Available data Block Start

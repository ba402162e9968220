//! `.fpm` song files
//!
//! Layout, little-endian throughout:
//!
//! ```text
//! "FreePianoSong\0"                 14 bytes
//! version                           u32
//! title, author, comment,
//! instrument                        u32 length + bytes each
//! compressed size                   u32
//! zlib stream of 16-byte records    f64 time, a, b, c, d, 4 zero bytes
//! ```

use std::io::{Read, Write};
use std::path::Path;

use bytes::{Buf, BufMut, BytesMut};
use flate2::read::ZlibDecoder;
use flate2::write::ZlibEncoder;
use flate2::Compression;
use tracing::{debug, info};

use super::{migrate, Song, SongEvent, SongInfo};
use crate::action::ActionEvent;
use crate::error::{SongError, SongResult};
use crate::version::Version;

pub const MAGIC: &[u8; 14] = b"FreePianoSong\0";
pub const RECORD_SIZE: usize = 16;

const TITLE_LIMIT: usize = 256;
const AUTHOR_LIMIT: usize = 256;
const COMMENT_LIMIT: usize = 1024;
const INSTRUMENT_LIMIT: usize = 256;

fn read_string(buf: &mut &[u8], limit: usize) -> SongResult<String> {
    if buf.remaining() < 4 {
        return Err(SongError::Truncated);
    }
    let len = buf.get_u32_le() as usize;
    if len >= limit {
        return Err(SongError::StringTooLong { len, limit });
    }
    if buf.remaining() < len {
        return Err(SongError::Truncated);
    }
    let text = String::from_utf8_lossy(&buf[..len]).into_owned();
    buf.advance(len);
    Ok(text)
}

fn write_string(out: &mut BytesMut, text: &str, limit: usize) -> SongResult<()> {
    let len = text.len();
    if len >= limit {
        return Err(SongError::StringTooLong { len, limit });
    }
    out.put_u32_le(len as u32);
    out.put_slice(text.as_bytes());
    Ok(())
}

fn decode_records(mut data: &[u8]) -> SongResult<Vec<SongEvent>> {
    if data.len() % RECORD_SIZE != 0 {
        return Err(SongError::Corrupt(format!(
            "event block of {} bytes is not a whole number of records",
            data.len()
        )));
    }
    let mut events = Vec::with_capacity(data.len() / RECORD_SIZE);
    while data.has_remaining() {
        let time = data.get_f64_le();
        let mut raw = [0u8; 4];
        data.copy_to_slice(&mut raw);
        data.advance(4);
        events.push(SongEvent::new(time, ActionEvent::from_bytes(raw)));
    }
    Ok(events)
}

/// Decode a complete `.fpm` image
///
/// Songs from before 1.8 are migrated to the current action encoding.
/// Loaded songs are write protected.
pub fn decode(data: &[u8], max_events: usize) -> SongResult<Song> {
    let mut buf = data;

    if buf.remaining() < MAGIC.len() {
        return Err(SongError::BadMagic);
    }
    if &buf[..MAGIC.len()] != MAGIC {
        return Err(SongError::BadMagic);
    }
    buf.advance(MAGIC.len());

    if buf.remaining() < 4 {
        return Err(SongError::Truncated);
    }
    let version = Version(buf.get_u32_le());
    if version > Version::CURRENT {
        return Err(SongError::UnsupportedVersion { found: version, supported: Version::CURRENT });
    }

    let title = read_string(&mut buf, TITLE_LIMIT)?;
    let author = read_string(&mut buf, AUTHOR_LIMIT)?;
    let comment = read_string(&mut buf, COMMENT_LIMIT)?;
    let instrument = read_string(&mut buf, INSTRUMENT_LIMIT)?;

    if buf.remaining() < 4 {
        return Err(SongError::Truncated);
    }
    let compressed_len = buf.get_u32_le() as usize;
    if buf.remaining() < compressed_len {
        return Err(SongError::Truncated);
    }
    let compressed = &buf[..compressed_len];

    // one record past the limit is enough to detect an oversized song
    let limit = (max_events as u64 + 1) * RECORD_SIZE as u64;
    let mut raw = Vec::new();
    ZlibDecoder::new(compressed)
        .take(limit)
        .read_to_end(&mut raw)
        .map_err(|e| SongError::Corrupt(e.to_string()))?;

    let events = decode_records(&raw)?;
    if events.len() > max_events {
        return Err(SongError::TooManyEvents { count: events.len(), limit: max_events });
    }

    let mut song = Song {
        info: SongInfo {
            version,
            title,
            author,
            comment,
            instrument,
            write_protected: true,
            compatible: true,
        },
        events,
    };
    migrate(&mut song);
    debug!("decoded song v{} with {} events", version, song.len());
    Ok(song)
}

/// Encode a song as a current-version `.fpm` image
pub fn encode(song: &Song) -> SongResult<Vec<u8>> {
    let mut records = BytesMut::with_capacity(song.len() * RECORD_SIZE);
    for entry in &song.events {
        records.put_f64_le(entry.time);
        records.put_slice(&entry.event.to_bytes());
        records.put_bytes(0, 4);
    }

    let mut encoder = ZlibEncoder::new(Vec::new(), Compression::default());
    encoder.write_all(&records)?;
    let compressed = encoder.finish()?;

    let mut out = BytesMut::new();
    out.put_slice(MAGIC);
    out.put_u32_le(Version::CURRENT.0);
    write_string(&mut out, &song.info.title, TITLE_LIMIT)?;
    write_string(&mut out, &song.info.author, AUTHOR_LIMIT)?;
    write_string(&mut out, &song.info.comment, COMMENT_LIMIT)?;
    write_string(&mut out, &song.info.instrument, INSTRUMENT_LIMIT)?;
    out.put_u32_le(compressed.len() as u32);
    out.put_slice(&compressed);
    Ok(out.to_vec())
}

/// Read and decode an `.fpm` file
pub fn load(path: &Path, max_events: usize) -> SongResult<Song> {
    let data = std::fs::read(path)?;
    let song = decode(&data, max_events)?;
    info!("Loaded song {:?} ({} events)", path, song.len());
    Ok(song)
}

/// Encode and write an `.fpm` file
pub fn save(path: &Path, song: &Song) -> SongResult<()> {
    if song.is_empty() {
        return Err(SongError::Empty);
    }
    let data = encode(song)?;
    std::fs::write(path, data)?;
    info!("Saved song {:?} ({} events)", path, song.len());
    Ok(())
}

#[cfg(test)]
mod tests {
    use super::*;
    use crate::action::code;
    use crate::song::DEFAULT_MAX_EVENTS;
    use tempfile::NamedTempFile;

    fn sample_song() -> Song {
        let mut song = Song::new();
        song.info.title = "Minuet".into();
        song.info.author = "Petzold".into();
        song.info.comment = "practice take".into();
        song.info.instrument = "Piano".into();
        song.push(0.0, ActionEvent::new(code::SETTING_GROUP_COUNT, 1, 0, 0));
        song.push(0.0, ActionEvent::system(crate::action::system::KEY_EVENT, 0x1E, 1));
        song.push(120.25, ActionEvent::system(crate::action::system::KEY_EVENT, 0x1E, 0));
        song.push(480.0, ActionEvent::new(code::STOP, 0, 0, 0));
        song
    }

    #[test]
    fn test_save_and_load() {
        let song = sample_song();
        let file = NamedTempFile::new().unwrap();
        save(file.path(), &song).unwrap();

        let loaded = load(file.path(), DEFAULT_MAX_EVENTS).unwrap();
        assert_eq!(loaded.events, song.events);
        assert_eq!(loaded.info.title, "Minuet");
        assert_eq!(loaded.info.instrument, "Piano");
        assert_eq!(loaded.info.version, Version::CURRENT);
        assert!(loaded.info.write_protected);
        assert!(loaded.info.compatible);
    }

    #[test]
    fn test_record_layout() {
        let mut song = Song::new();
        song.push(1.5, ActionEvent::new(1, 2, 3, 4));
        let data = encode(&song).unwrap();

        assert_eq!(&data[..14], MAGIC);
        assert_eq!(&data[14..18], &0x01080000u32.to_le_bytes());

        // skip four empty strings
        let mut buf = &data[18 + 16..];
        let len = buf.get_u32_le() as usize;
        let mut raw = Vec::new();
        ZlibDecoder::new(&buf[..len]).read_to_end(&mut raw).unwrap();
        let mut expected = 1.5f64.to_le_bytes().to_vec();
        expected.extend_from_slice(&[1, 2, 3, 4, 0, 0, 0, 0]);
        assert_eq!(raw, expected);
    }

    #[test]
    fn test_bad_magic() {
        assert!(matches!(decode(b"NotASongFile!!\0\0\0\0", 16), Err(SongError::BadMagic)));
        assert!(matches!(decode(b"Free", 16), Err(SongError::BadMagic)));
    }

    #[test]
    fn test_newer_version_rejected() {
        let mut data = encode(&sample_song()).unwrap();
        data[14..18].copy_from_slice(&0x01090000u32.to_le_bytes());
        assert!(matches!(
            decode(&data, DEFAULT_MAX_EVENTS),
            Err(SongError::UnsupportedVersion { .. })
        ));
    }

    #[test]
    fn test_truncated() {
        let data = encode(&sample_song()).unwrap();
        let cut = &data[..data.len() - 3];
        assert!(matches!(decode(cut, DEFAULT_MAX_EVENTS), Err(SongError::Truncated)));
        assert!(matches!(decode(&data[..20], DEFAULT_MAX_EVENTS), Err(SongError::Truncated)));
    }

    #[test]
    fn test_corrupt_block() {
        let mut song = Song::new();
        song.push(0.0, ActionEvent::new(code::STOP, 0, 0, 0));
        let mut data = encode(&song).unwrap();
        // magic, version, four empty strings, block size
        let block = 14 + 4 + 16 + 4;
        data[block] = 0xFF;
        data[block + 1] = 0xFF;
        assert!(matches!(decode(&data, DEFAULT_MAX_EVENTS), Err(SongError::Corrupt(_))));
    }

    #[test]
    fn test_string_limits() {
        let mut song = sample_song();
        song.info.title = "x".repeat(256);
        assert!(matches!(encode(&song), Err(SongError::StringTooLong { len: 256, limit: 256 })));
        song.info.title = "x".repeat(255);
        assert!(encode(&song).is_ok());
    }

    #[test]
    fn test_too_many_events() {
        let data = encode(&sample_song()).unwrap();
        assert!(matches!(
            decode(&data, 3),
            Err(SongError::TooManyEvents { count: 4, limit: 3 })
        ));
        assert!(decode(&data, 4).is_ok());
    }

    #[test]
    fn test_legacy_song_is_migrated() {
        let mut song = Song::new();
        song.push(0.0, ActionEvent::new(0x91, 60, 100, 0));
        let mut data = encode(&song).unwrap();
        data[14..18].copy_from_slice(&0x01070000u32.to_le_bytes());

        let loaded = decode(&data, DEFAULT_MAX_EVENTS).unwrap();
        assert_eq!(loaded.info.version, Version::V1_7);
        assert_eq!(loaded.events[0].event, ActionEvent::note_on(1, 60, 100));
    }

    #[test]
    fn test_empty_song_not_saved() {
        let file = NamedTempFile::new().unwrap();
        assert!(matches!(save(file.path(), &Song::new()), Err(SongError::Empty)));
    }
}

Available data Block End

## What needs to be done
Only the lines from the one containing "4, limit: 3" through the end of the entries above should be written out, exactly and in full.

## Solution to this problem
            Err(SongError::TooManyEvents { count: 4, limit: 3 })
        ));
        assert!(decode(&data, 4).is_ok());
    }

    #[test]
    fn test_legacy_song_is_migrated() {
        let mut song = Song::new();
        song.push(0.0, ActionEvent::new(0x91, 60, 100, 0));
        let mut data = encode(&song).unwrap();
        data[14..18].copy_from_slice(&0x01070000u32.to_le_bytes());

        let loaded = decode(&data, DEFAULT_MAX_EVENTS).unwrap();
        assert_eq!(loaded.info.version, Version::V1_7);
        assert_eq!(loaded.events[0].event, ActionEvent::note_on(1, 60, 100));
    }

    #[test]
    fn test_empty_song_not_saved() {
        let file = NamedTempFile::new().unwrap();
        assert!(matches!(save(file.path(), &Song::new()), Err(SongError::Empty)));
    }
}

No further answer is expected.